» TASK DETAILS
Write out again, please, the records below from the first line to the line holding "URL and redirect", inclusive, and nothing else.

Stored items
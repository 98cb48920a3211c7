//! Implicit-grant authorization and the stored session.
//!
//! The flow has two halves. [`build_auth_url`] produces the URL the user
//! opens in a browser; the authorization server then redirects back with the
//! outcome in the URL fragment, which [`parse_redirect`] turns into a bearer
//! token. The token, the storage endpoint and the account identifier are kept
//! in the cache's `session` namespace so later runs can [`connect`] without
//! repeating the flow.

use std::time::Duration;

use reqwest::Url;
use serde::{Deserialize, Serialize};
use tracing::{debug, info, warn};

use crate::cache::{LocalCache, Namespace};
use crate::discovery::Discovery;
use crate::errors::{AuthError, CacheError, CoreError};
use crate::remote::HttpRemote;

const SESSION_KEY: &str = "current";

// ---------------------------------------------------------------------------
// Authorization URL and redirect
// ---------------------------------------------------------------------------

/// Parameters of an authorization request.
#[derive(Debug, Clone)]
pub struct AuthRequest<'a> {
    pub redirect_uri: &'a str,
    pub client_id: &'a str,
    pub scope: &'a str,
}

/// Build the implicit-grant authorization URL on `auth_endpoint`.
pub fn build_auth_url(auth_endpoint: &str, request: &AuthRequest<'_>) -> Result<Url, AuthError> {
    let mut url = Url::parse(auth_endpoint).map_err(|e| AuthError::InvalidUrl {
        url: auth_endpoint.to_string(),
        detail: e.to_string(),
    })?;
    url.query_pairs_mut()
        .append_pair("redirect_uri", request.redirect_uri)
        .append_pair("scope", request.scope)
        .append_pair("client_id", request.client_id)
        .append_pair("response_type", "token");
    debug!(url = %url, "built authorization url");
    Ok(url)
}

/// Extract the access token from the URL the browser was redirected to.
///
/// The outcome travels in the fragment as form-encoded pairs. An `error`
/// takes precedence over a token.
pub fn parse_redirect(redirect: &str) -> Result<String, AuthError> {
    let invalid = |detail: String| AuthError::InvalidUrl {
        url: redirect.to_string(),
        detail,
    };
    let url = Url::parse(redirect).map_err(|e| invalid(e.to_string()))?;
    let fragment = url.fragment().ok_or(AuthError::MissingToken)?;

    // Reuse the query parser for the fragment.
    let mut carrier = Url::parse("http://redirect.invalid/").map_err(|e| invalid(e.to_string()))?;
    carrier.set_query(Some(fragment));

    let mut token = None;
    let mut error = None;
    let mut description = None;
    for (key, value) in carrier.query_pairs() {
        match key.as_ref() {
            "access_token" => token = Some(value.into_owned()),
            "error" => error = Some(value.into_owned()),
            "error_description" => description = Some(value.into_owned()),
            _ => {}
        }
    }

    if let Some(error) = error {
        let reason = match description {
            Some(d) => format!("{}: {}", error, d),
            None => error,
        };
        warn!(reason = %reason, "authorization server returned an error");
        return Err(AuthError::Denied(reason));
    }
    match token {
        Some(t) if !t.is_empty() => Ok(t),
        _ => Err(AuthError::MissingToken),
    }
}

// ---------------------------------------------------------------------------
// Session
// ---------------------------------------------------------------------------

/// Credentials for one connected account.
#[derive(Debug, Clone, PartialEq, Eq, Serialize, Deserialize)]
pub struct Session {
    pub resource: String,
    /// Storage root the token is valid for.
    pub endpoint: String,
    pub token: String,
}

impl Session {
    /// Discover the storage root for `resource` and pair it with `token`.
    pub async fn establish(
        discovery: &Discovery,
        resource: &str,
        token: impl Into<String>,
    ) -> Result<Self, CoreError> {
        let record = discovery.storage(resource).await?;
        Ok(Self {
            resource: resource.to_string(),
            endpoint: record.href,
            token: token.into(),
        })
    }
}

/// Persists the [`Session`] alongside the cached records.
#[derive(Clone)]
pub struct SessionStore {
    cache: LocalCache,
}

impl SessionStore {
    pub fn new(cache: LocalCache) -> Self {
        Self { cache }
    }

    pub fn load(&self) -> Result<Option<Session>, AuthError> {
        let Some(raw) = self.cache.store().get(Namespace::Session, SESSION_KEY)? else {
            return Ok(None);
        };
        match serde_json::from_str(&raw) {
            Ok(session) => Ok(Some(session)),
            Err(e) => {
                warn!(error = %e, "ignoring malformed stored session");
                Ok(None)
            }
        }
    }

    /// The stored session, or [`AuthError::NotConnected`].
    pub fn require(&self) -> Result<Session, AuthError> {
        self.load()?.ok_or(AuthError::NotConnected)
    }

    pub fn save(&self, session: &Session) -> Result<(), AuthError> {
        let raw = serde_json::to_string(session).map_err(|e| CacheError::Encode {
            key: SESSION_KEY.to_string(),
            detail: e.to_string(),
        })?;
        self.cache.store().put(Namespace::Session, SESSION_KEY, &raw)?;
        info!(resource = %session.resource, endpoint = %session.endpoint, "session stored");
        Ok(())
    }

    pub fn clear(&self) -> Result<(), AuthError> {
        self.cache.store().clear(&[Namespace::Session])?;
        Ok(())
    }
}

/// An authenticated remote for a stored session.
pub fn connect(session: &Session, timeout: Duration) -> Result<HttpRemote, CoreError> {
    Ok(HttpRemote::new(&session.endpoint, &session.token, timeout)?)
}

/// Drop every cached record and the stored session.
pub fn forget(cache: &LocalCache) -> Result<(), AuthError> {
    cache.clear()?;
    SessionStore::new(cache.clone()).clear()?;
    info!("forgot cached data and session");
    Ok(())
}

» EXERCISE RESULT
repository 98cb48920a3211c7
//! Implicit-grant authorization and the stored session.
//!
//! The flow has two halves. [`build_auth_url`] produces the URL the user
//! opens in a browser; the authorization server then redirects back with the
//! outcome in the URL fragment, which [`parse_redirect`] turns into a bearer
//! token. The token, the storage endpoint and the account identifier are kept
//! in the cache's `session` namespace so later runs can [`connect`] without
//! repeating the flow.

use std::time::Duration;

use reqwest::Url;
use serde::{Deserialize, Serialize};
use tracing::{debug, info, warn};

use crate::cache::{LocalCache, Namespace};
use crate::discovery::Discovery;
use crate::errors::{AuthError, CacheError, CoreError};
use crate::remote::HttpRemote;

const SESSION_KEY: &str = "current";

// ---------------------------------------------------------------------------
// Authorization URL and redirect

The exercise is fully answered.